As the days get shorter and the cold weather settles in, you might find yourself dealing with a case of the winter blues. It’s entirely normal to experience some sadness during the darker months, but for 5% of U.S. adults, it can take a more serious turn, leading to seasonal affective disorder (SAD) or seasonal depression.
In this blog post, we’ll delve into why it matters and what you can do to keep your mental health in check during the winter months.
Why Does It Matter?
Seasonal affective disorder, often abbreviated as SAD, is a genuine concern for many. The American Psychiatric Association points out that the reduction in light exposure during the winter season can alter the balance of essential brain chemicals like serotonin (which influences mood) and melatonin (crucial for sleep), and disrupt our body’s circadian rhythm.
A recent APA poll discovered that two-thirds of adults experience changes in their behavior when the seasons shift to winter. You might notice yourself sleeping more, feeling fatigued, or even experiencing bouts of depression. The key difference between the “winter blues” and full-blown SAD is the pervasiveness of sadness or depression, along with a loss of interest in activities you once enjoyed.
Seasonal Affective Disorder Signs to Watch Out For
If you find yourself sleeping or eating too much or too little, having difficulty concentrating, or experiencing thoughts of death, it could be a sign of SAD. The symptoms often overlap with those of major depressive disorder. For this reason, it’s crucial to seek a diagnosis from a medical professional to ensure you receive the appropriate treatment.
So What’s the Treatment Options?
There are several treatments available for SAD, and it’s essential to explore these options under the guidance of a healthcare provider. Treatment possibilities include medication, light therapy using a lightbox, music therapy and talk therapy.
The Importance of Sleep
One of the most critical aspects to pay attention to during the fall and winter months is your sleep. Mood disorders can lead to sleep disturbances, and a lack of sleep can exacerbate emotional challenges. Maintaining a consistent sleep schedule, even on weekends, is vital for good sleep hygiene. Going to bed and waking up at approximately the same times every day can help regulate your body’s internal clock.
Embrace the Outdoors
While the winter months might make you want to hibernate indoors, don’t underestimate the power of spending time in nature. Going for walks in natural settings can do wonders for alleviating the winter blues. This is especially important for those who commute in the dark and may not get enough exposure to the body clock-regulating sunlight.
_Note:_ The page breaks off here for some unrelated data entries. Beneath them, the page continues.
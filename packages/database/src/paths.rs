#![allow(clippy::module_name_repetitions)]
//! Canonical file paths for the `DuckDB` data directory.
//!
//! All paths are relative to the project root's `data/` directory unless
//! overridden with the `WILDFIRE_AQ_DB` environment variable.

use std::path::{Path, PathBuf};

/// Environment variable that overrides the store location.
pub const STORE_PATH_ENV: &str = "WILDFIRE_AQ_DB";

/// Returns the workspace root directory.
///
/// Resolved at compile time from `CARGO_MANIFEST_DIR`; falls back to the
/// current directory when the manifest has no grandparent.
#[must_use]
pub fn project_root() -> PathBuf {
    Path::new(env!("CARGO_MANIFEST_DIR"))
        .ancestors()
        .nth(2)
        .map_or_else(|| PathBuf::from("."), Path::to_path_buf)
}

/// Returns the `data/` directory path.
#[must_use]
pub fn data_dir() -> PathBuf {
    project_root().join("data")
}

/// Returns the default path of the air-quality `DuckDB` file.
#[must_use]
pub fn default_store_path() -> PathBuf {
    data_dir().join("air_quality.duckdb")
}

/// Returns the store path from `WILDFIRE_AQ_DB`, or the default.
#[must_use]
pub fn store_path_from_env() -> PathBuf {
    std::env::var_os(STORE_PATH_ENV).map_or_else(default_store_path, PathBuf::from)
}

/// Ensures a directory exists, creating it if necessary.
///
/// # Errors
///
/// Returns an I/O error if the directory cannot be created.
pub fn ensure_dir(path: &Path) -> std::io::Result<()> {
    if !path.exists() {
        std::fs::create_dir_all(path)?;
    }
    Ok(())
}
//! CSV import into the `DuckDB` store.
//!
//! Fire detections are read from `date,latitude,longitude` files and
//! pollutant readings from `station,date,pm25` files. Rows whose timestamp
//! or coordinates cannot be parsed are skipped and counted; PM2.5 text is
//! stored untouched so the pipeline applies its own coercion policy.

use std::path::Path;

use duckdb::Connection;
use serde::Deserialize;
use wildfire_aq_database_models::{FireEventRecord, ReadingRecord};

use crate::StoreError;
use crate::parsing::parse_timestamp;
use crate::store_db::{insert_fire_events, insert_readings};

/// Outcome of an import run.
#[derive(Debug, Clone, Copy, Default, PartialEq, Eq)]
pub struct ImportStats {
    /// Rows written to the store.
    pub imported: u64,
    /// Rows skipped because a required field was missing or malformed.
    pub skipped: u64,
}

#[derive(Debug, Deserialize)]
struct FireCsvRow {
    date: Option<String>,
    latitude: Option<String>,
    longitude: Option<String>,
}

#[derive(Debug, Deserialize)]
struct ReadingCsvRow {
    station: Option<String>,
    date: Option<String>,
    pm25: Option<String>,
}

fn parse_coordinate(s: Option<&str>) -> Option<f64> {
    s?.trim().parse::<f64>().ok().filter(|v| v.is_finite())
}

fn csv_reader(path: &Path) -> Result<csv::Reader<std::fs::File>, StoreError> {
    Ok(csv::ReaderBuilder::new()
        .trim(csv::Trim::All)
        .flexible(true)
        .from_path(path)?)
}

/// Parses fire detection rows from a CSV file.
///
/// # Errors
///
/// Returns [`StoreError`] if the file cannot be opened or is not valid CSV.
pub fn read_fire_events_csv(path: &Path) -> Result<(Vec<FireEventRecord>, u64), StoreError> {
    let mut reader = csv_reader(path)?;
    let mut records = Vec::new();
    let mut skipped = 0u64;

    for row in reader.deserialize::<FireCsvRow>() {
        let row = row?;
        let parsed = row.date.as_deref().and_then(parse_timestamp).zip(
            parse_coordinate(row.latitude.as_deref()).zip(parse_coordinate(row.longitude.as_deref())),
        );

        match parsed {
            Some((detected_at, (latitude, longitude))) => records.push(FireEventRecord {
                detected_at,
                latitude,
                longitude,
            }),
            None => skipped += 1,
        }
    }

    Ok((records, skipped))
}

/// Parses pollutant reading rows from a CSV file.
///
/// # Errors
///
/// Returns [`StoreError`] if the file cannot be opened or is not valid CSV.
pub fn read_readings_csv(path: &Path) -> Result<(Vec<ReadingRecord>, u64), StoreError> {
    let mut reader = csv_reader(path)?;
    let mut records = Vec::new();
    let mut skipped = 0u64;

    for row in reader.deserialize::<ReadingCsvRow>() {
        let row = row?;
        let station = row.station.filter(|s| !s.is_empty());
        let measured_at = row.date.as_deref().and_then(parse_timestamp);

        match (station, measured_at) {
            (Some(station), Some(measured_at)) => records.push(ReadingRecord {
                station,
                measured_at,
                pm25: row.pm25.filter(|s| !s.is_empty()),
            }),
            _ => skipped += 1,
        }
    }

    Ok((records, skipped))
}

/// Loads a fire detection CSV into the store.
///
/// # Errors
///
/// Returns [`StoreError`] if reading the file or inserting fails.
pub fn import_fire_events_csv(conn: &Connection, path: &Path) -> Result<ImportStats, StoreError> {
    let (records, skipped) = read_fire_events_csv(path)?;
    let imported = insert_fire_events(conn, &records)?;
    log::info!(
        "Imported {imported} fire detections from {} ({skipped} rows skipped)",
        path.display()
    );
    Ok(ImportStats { imported, skipped })
}

/// Loads a pollutant reading CSV into the store.
///
/// # Errors
///
/// Returns [`StoreError`] if reading the file or inserting fails.
pub fn import_readings_csv(conn: &Connection, path: &Path) -> Result<ImportStats, StoreError> {
    let (records, skipped) = read_readings_csv(path)?;
    let imported = insert_readings(conn, &records)?;
    log::info!(
        "Imported {imported} pollutant readings from {} ({skipped} rows skipped)",
        path.display()
    );
    Ok(ImportStats { imported, skipped })
}

#[cfg(test)]
mod tests {
    use super::*;

    fn write_temp(name: &str, contents: &str) -> std::path::PathBuf {
        let path = std::env::temp_dir().join(format!(
            "wildfire_aq_import_{name}_{}.csv",
            std::process::id()
        ));
        std::fs::write(&path, contents).unwrap();
        path
    }

    #[test]
    fn parses_fires_and_skips_malformed_rows() {
        let path = write_temp(
            "fires",
            "date,latitude,longitude\n\
             2024-07-05 15:20:00,-23.1,-46.9\n\
             2024-07-06,-23.2,-47.0\n\
             not-a-date,-23.2,-47.0\n\
             2024-07-07,,-47.0\n",
        );

        let (records, skipped) = read_fire_events_csv(&path).unwrap();

        assert_eq!(records.len(), 2);
        assert_eq!(skipped, 2);
        assert_eq!(records[1].detected_at.to_string(), "2024-07-06 00:00:00");

        let _ = std::fs::remove_file(&path);
    }

    #[test]
    fn keeps_raw_pm25_text() {
        let path = write_temp(
            "readings",
            "station,date,pm25\n\
             ibirapuera,2024-07-05,18.2\n\
             ibirapuera,2024-07-06,n/a\n\
             ibirapuera,2024-07-07,\n\
             ,2024-07-08,10\n",
        );

        let (records, skipped) = read_readings_csv(&path).unwrap();

        assert_eq!(records.len(), 3);
        assert_eq!(skipped, 1);
        assert_eq!(records[0].pm25.as_deref(), Some("18.2"));
        assert_eq!(records[1].pm25.as_deref(), Some("n/a"));
        assert_eq!(records[2].pm25, None);

        let _ = std::fs::remove_file(&path);
    }
}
For an extra boost to your mental health, consider taking a leisurely stroll among trees. Studies have shown that walking in the park can have a particularly positive impact on your mood. Perhaps it’s because we associate nature with a sense of calmness. Dr. Petros Levounis, the president of the APA, is even writing a book about nature therapy and emphasizes the benefits of “forest bathing.”
Bring the Outdoors In
Don’t limit your connection with nature to outdoor activities; consider bringing some greenery into your living space. Houseplants can genuinely lift your spirits and brighten up your surroundings, which can make a big difference during the gloomy winter months.
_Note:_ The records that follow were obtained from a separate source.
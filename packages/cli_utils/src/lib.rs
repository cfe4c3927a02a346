#![cfg_attr(feature = "fail-on-warnings", deny(warnings))]
#![warn(clippy::all, clippy::pedantic, clippy::nursery, clippy::cargo)]
#![allow(clippy::multiple_crate_versions, clippy::cargo_common_metadata)]

//! Shared CLI utilities for the wildfire air-quality tools.
//!
//! [`init_logger`] sets up `indicatif-log-bridge` so that `log::info!` and
//! friends are suspended while spinners redraw, and [`spinner`] creates a
//! spinner attached to the same [`MultiProgress`].

use std::time::Duration;

use indicatif::{ProgressBar, ProgressStyle};

pub use indicatif::MultiProgress;

/// Adds a steadily ticking spinner showing `message` to `multi`.
///
/// Call [`ProgressBar::finish_with_message`] or
/// [`ProgressBar::finish_and_clear`] when the work is done.
#[must_use]
pub fn spinner(multi: &MultiProgress, message: &str) -> ProgressBar {
    let bar = multi.add(ProgressBar::new_spinner());
    bar.enable_steady_tick(Duration::from_millis(100));
    bar.set_style(
        ProgressStyle::with_template("{spinner:.cyan} {msg} [{elapsed}]")
            .unwrap_or_else(|_| ProgressStyle::default_spinner()),
    );
    bar.set_message(message.to_string());
    bar
}

/// Initializes the global logger wrapped in `indicatif-log-bridge` so that
/// `log::info!` and friends are suspended while progress bars redraw.
///
/// Returns the [`MultiProgress`] that all progress bars must be added to.
#[must_use]
pub fn init_logger() -> MultiProgress {
    let multi = MultiProgress::new();

    let logger = pretty_env_logger::formatted_builder()
        .parse_env("RUST_LOG")
        .build();
    let level = logger.filter();

    indicatif_log_bridge::LogWrapper::new(multi.clone(), logger)
        .try_init()
        .ok(); // Already set (e.g. in tests)

    log::set_max_level(level);

    multi
}

#[cfg(test)]
mod tests {
    use super::*;

    #[test]
    fn init_logger_is_idempotent() {
        let _first = init_logger();
        let _second = init_logger();
    }

    #[test]
    fn spinner_carries_message() {
        let multi = MultiProgress::with_draw_target(indicatif::ProgressDrawTarget::hidden());
        let bar = spinner(&multi, "Querying store");
        assert_eq!(bar.message(), "Querying store");
        bar.finish_and_clear();
    }
}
while it’s entirely normal to experience the winter blues, it’s essential to be aware of the signs and symptoms of seasonal affective disorder. Seeking a diagnosis from a healthcare professional is the first step towards finding the right treatment. Prioritize good sleep hygiene and consider spending time outdoors, especially among trees, to boost your mood.
And don’t forget to bring a bit of nature into your home with some houseplants. Your mental health is worth taking care of, even when the winter blues threaten to dampen your spirits.